Bioterrorism is a potential cause of lethal neurological infections.³ Concern increased after the deliberate release of Bacillus anthracis in the weeks after the September 11, 2001, attacks in the USA. This act highlighted the need to research the pathogenesis of and immune responses to organisms that are possible terrorist weapons. However, the need for joint efforts among the pharmaceutical and biotechnology industries with parallel governmental responses towards antiviral discovery has yet to be realised.³

On a more positive note, action has been taken to eradicate several deadly infections of the nervous system, on three pivotal research fronts: therapeutics, preventative vaccines, and microbial detection.
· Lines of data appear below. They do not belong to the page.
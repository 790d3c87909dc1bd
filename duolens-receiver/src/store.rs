//! Durable frame storage with per-side "latest" pointers.
//!
//! Every accepted payload lands in its own time-ordered file. The latest
//! pointer per side is updated by writing a temp file in the same directory
//! and renaming it over the target, so a concurrent reader of `latest_*`
//! never observes a partial file. Out-of-order and duplicate frame ids
//! overwrite latest unconditionally; arrival order is not trusted.

use chrono::Utc;
use duolens_core::Side;
use std::io;
use std::path::{Path, PathBuf};
use std::sync::atomic::{AtomicU64, Ordering};
use tokio::fs;
use tracing::debug;

/// Where one accepted payload ended up.
#[derive(Debug, Clone)]
pub struct StoredFrame {
    /// The unique per-payload archive file.
    pub archive: PathBuf,
    /// The side's latest pointer, freshly updated.
    pub latest: PathBuf,
}

/// Owns the frames directory.
pub struct FrameStore {
    dir: PathBuf,
    tmp_seq: AtomicU64,
}

impl FrameStore {
    pub fn new(dir: impl Into<PathBuf>) -> io::Result<Self> {
        let dir = dir.into();
        std::fs::create_dir_all(&dir)?;
        Ok(Self {
            dir,
            tmp_seq: AtomicU64::new(0),
        })
    }

    pub fn dir(&self) -> &Path {
        &self.dir
    }

    /// Latest pointer path for a side and extension.
    pub fn latest_path(&self, side: Side, ext: &str) -> PathBuf {
        self.dir.join(format!("latest_{}.{ext}", side.letter()))
    }

    /// Store a compressed payload for one side: archive the bytes and promote
    /// them to the side's latest pointer.
    pub async fn store_jpeg(
        &self,
        side: Side,
        frame_id: Option<&str>,
        bytes: &[u8],
    ) -> io::Result<StoredFrame> {
        let archive = self.dir.join(Self::archive_name(frame_id, Some(side), "jpg"));
        fs::write(&archive, bytes).await?;
        let latest = self.latest_path(side, "jpg");
        self.write_atomic(&latest, bytes).await?;
        debug!("stored {} ({} bytes)", archive.display(), bytes.len());
        Ok(StoredFrame { archive, latest })
    }

    /// Store a raw payload for one side: archive the verbatim `.bin`, write
    /// the decoded rendering next to it, and promote the rendering to the
    /// side's latest pointer.
    pub async fn store_raw(
        &self,
        side: Side,
        frame_id: Option<&str>,
        payload: &[u8],
        rendered_png: &[u8],
    ) -> io::Result<StoredFrame> {
        let archive = self.dir.join(Self::archive_name(frame_id, Some(side), "bin"));
        fs::write(&archive, payload).await?;
        fs::write(archive.with_extension("png"), rendered_png).await?;
        let latest = self.latest_path(side, "png");
        self.write_atomic(&latest, rendered_png).await?;
        debug!("stored {} ({} bytes)", archive.display(), payload.len());
        Ok(StoredFrame { archive, latest })
    }

    /// Archive a stitched payload that has no single side.
    pub async fn store_stitched(
        &self,
        frame_id: Option<&str>,
        ext: &str,
        bytes: &[u8],
    ) -> io::Result<PathBuf> {
        let archive = self.dir.join(Self::archive_name(frame_id, None, ext));
        fs::write(&archive, bytes).await?;
        Ok(archive)
    }

    /// Timestamped unique name: `{utc}_f{id}_{side}.{ext}`.
    fn archive_name(frame_id: Option<&str>, side: Option<Side>, ext: &str) -> String {
        let ts = Utc::now().format("%Y%m%d_%H%M%S_%f");
        let id = frame_id.map(|id| format!("_f{id}")).unwrap_or_default();
        let side = side.map(|s| format!("_{}", s.letter())).unwrap_or_default();
        format!("{ts}{id}{side}.{ext}")
    }

    /// Write-to-temp-then-rename in the same directory. The rename is the
    /// only point where the target changes, and it is all-or-nothing.
    ///
    /// The temp name carries a per-store sequence number so concurrent
    /// writers to the same target each rename their own fully-written file.
    async fn write_atomic(&self, target: &Path, bytes: &[u8]) -> io::Result<()> {
        let file_name = target
            .file_name()
            .and_then(|n| n.to_str())
            .unwrap_or("latest");
        let seq = self.tmp_seq.fetch_add(1, Ordering::Relaxed);
        let tmp = self.dir.join(format!(".{file_name}.{seq}.tmp"));
        fs::write(&tmp, bytes).await?;
        fs::rename(&tmp, target).await?;
        Ok(())
    }
}

#[cfg(test)]
mod tests {
    use super::*;
    use tempfile::TempDir;

    #[tokio::test]
    async fn test_archive_and_latest_written() {
        let dir = TempDir::new().unwrap();
        let store = FrameStore::new(dir.path()).unwrap();
        let stored = store
            .store_jpeg(Side::Left, Some("3L"), b"jpegbytes")
            .await
            .unwrap();
        assert!(stored.archive.file_name().unwrap().to_str().unwrap().contains("_f3L_L"));
        assert_eq!(std::fs::read(&stored.archive).unwrap(), b"jpegbytes");
        assert_eq!(std::fs::read(&stored.latest).unwrap(), b"jpegbytes");
    }

    #[tokio::test]
    async fn test_duplicate_upload_latest_is_second_payload_exactly() {
        let dir = TempDir::new().unwrap();
        let store = FrameStore::new(dir.path()).unwrap();
        store.store_jpeg(Side::Right, Some("5R"), b"first").await.unwrap();
        let stored = store.store_jpeg(Side::Right, Some("5R"), b"second").await.unwrap();
        assert_eq!(std::fs::read(&stored.latest).unwrap(), b"second");
        // No temp residue next to the pointer.
        let residue: Vec<_> = std::fs::read_dir(dir.path())
            .unwrap()
            .filter(|e| {
                e.as_ref()
                    .unwrap()
                    .file_name()
                    .to_str()
                    .unwrap()
                    .ends_with(".tmp")
            })
            .collect();
        assert!(residue.is_empty());
    }

    #[tokio::test]
    async fn test_out_of_order_ids_overwrite_latest_unconditionally() {
        let dir = TempDir::new().unwrap();
        let store = FrameStore::new(dir.path()).unwrap();
        store.store_jpeg(Side::Left, Some("9L"), b"newer").await.unwrap();
        // A retried older frame arrives late; it still wins latest.
        let stored = store.store_jpeg(Side::Left, Some("7L"), b"older").await.unwrap();
        assert_eq!(std::fs::read(&stored.latest).unwrap(), b"older");
    }

    #[tokio::test]
    async fn test_raw_store_writes_bin_png_and_latest() {
        let dir = TempDir::new().unwrap();
        let store = FrameStore::new(dir.path()).unwrap();
        let stored = store
            .store_raw(Side::Left, Some("2L"), b"rawpayload", b"pngbytes")
            .await
            .unwrap();
        assert!(stored.archive.to_str().unwrap().ends_with(".bin"));
        assert_eq!(std::fs::read(stored.archive.with_extension("png")).unwrap(), b"pngbytes");
        assert_eq!(std::fs::read(store.latest_path(Side::Left, "png")).unwrap(), b"pngbytes");
    }

    #[tokio::test]
    async fn test_concurrent_same_side_uploads_publish_one_whole_payload() {
        let dir = TempDir::new().unwrap();
        let store = std::sync::Arc::new(FrameStore::new(dir.path()).unwrap());
        let first = vec![0x11u8; 64 * 1024];
        let second = vec![0x22u8; 64 * 1024];
        let a = tokio::spawn({
            let store = store.clone();
            let bytes = first.clone();
            async move { store.store_jpeg(Side::Left, Some("8L"), &bytes).await.unwrap() }
        });
        let b = tokio::spawn({
            let store = store.clone();
            let bytes = second.clone();
            async move { store.store_jpeg(Side::Left, Some("9L"), &bytes).await.unwrap() }
        });
        a.await.unwrap();
        b.await.unwrap();
        // Whichever writer renamed last, latest is one payload intact, never
        // an interleaving of the two.
        let latest = std::fs::read(store.latest_path(Side::Left, "jpg")).unwrap();
        assert!(latest == first || latest == second);
    }

    #[tokio::test]
    async fn test_sides_have_independent_latest_pointers() {
        let dir = TempDir::new().unwrap();
        let store = FrameStore::new(dir.path()).unwrap();
        store.store_jpeg(Side::Left, None, b"left").await.unwrap();
        store.store_jpeg(Side::Right, None, b"right").await.unwrap();
        assert_eq!(std::fs::read(store.latest_path(Side::Left, "jpg")).unwrap(), b"left");
        assert_eq!(std::fs::read(store.latest_path(Side::Right, "jpg")).unwrap(), b"right");
    }
}
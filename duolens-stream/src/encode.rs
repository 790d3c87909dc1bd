//! Frame-to-payload encoding.
//!
//! A byte-faithful transcoder: no resizing, no cropping. Raw mode forwards
//! the sample buffer verbatim with an exact-length check; compressed mode
//! produces JPEG at the configured quality, with pixel expansion to RGB8 as
//! part of compression.

use bytes::Bytes;
use duolens_core::{Frame, PixelFormat, StreamMode};
use image::codecs::jpeg::JpegEncoder;
use thiserror::Error;

/// Compressed outputs below this are treated as corrupt, not forwarded.
pub const MIN_JPEG_BYTES: usize = 128;

/// Payload build failures. The frame is dropped, never retried.
#[derive(Debug, Error)]
pub enum EncodeFault {
    #[error("raw length {got} does not match declared geometry (expected {expected})")]
    LengthMismatch { expected: usize, got: usize },

    #[error("compressed output {got} bytes, below plausible minimum {min}")]
    TooSmall { got: usize, min: usize },

    #[error("jpeg encoding failed: {0}")]
    Jpeg(#[from] image::ImageError),
}

/// Encode one frame for the wire.
pub fn encode(frame: &Frame, mode: StreamMode, quality: u8) -> Result<Bytes, EncodeFault> {
    match mode {
        StreamMode::Raw => {
            let expected =
                frame.width as usize * frame.height as usize * frame.format.bytes_per_pixel();
            if frame.data.len() != expected {
                return Err(EncodeFault::LengthMismatch {
                    expected,
                    got: frame.data.len(),
                });
            }
            Ok(Bytes::copy_from_slice(&frame.data))
        }
        StreamMode::Compressed => {
            let mut out = Vec::new();
            let mut encoder = JpegEncoder::new_with_quality(&mut out, quality);
            match frame.format {
                PixelFormat::Rgb565 => {
                    let rgb = rgb565_le_to_rgb8(&frame.data);
                    encoder.encode(
                        &rgb,
                        frame.width,
                        frame.height,
                        image::ExtendedColorType::Rgb8,
                    )?;
                }
                PixelFormat::Grayscale => {
                    encoder.encode(
                        &frame.data,
                        frame.width,
                        frame.height,
                        image::ExtendedColorType::L8,
                    )?;
                }
            }
            if out.len() < MIN_JPEG_BYTES {
                return Err(EncodeFault::TooSmall {
                    got: out.len(),
                    min: MIN_JPEG_BYTES,
                });
            }
            Ok(Bytes::from(out))
        }
    }
}

/// Expand little-endian RGB565 words to 8-bit RGB triples.
fn rgb565_le_to_rgb8(data: &[u8]) -> Vec<u8> {
    let mut rgb = Vec::with_capacity(data.len() / 2 * 3);
    for pair in data.chunks_exact(2) {
        let word = u16::from_le_bytes([pair[0], pair[1]]);
        let r = ((word >> 11) & 0x1F) as u8;
        let g = ((word >> 5) & 0x3F) as u8;
        let b = (word & 0x1F) as u8;
        // Replicate high bits into the low bits for full 0-255 range.
        rgb.push((r << 3) | (r >> 2));
        rgb.push((g << 2) | (g >> 4));
        rgb.push((b << 3) | (b >> 2));
    }
    rgb
}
The most remarkable advances in the prevention of nervous system infections have been in vaccine delivery and global eradication. The campaign for the eradication of poliomyelitis involved the vaccination of more than 2 billion children and reduced the global incidence of polio from 350 000 cases in 1998 to less than 800 in 2002. Polio will likely be eliminated within the next 1–2 years.⁴ Introduction of vaccines for serotypes of pneumococcus and Neisseria meningitis (the meningococcus) have substantially reduced the cases of meningitis for 2004. For the former, the incidence of invasive pneumococcal disease in children under age 2 years in Europe was 14–90 cases per 100 000.⁵ The meningococcus is a leading cause of meningitis and fulminant septicaemia worldwide. During epidemics in sub-Saharan Africa, incidence of 1000 cases per 100 000 people occurred. In 1996, an epidemic in several west African countries caused nearly 25 000 deaths. Another major epidemic happened from 2000 to 2001. Meningococcal serogroups A, B, and C are associated with the most morbitiy and mortalities. Meningococcal polysaccharide vaccines are either bivalent (groups A and C) or tetravalent (groups A, C, Y, and W135). Conjugate vaccines against meningococcus serotype C have noticeably reduced disease incidence, and global elimination of bacterial meningitis may be achievable⁶ when vaccines against all serotypes are available. The large-scale synthesis, pharmaceutical development, and clinical assessment of a conjugate Haemophilus influenzae type b (Hib) vaccine is now a possibility.⁷ Such research shows that access to synthetic complex carbohydrate-based vaccines is feasible and provides a platform for vaccine delivery in the developing world. Indeed, more than 600 000 infant deaths occur annually in developing countries as a result of Hib-induced meningitis or pneumonia. The use of Hib polysaccharides requires technology that restricts global access to much needed vaccines.

In the face of a “revolution” in infectious disease occurrence, persistence in research to advance diagnostics and therapeutics have produced some of the most substantial accomplishments in global public health.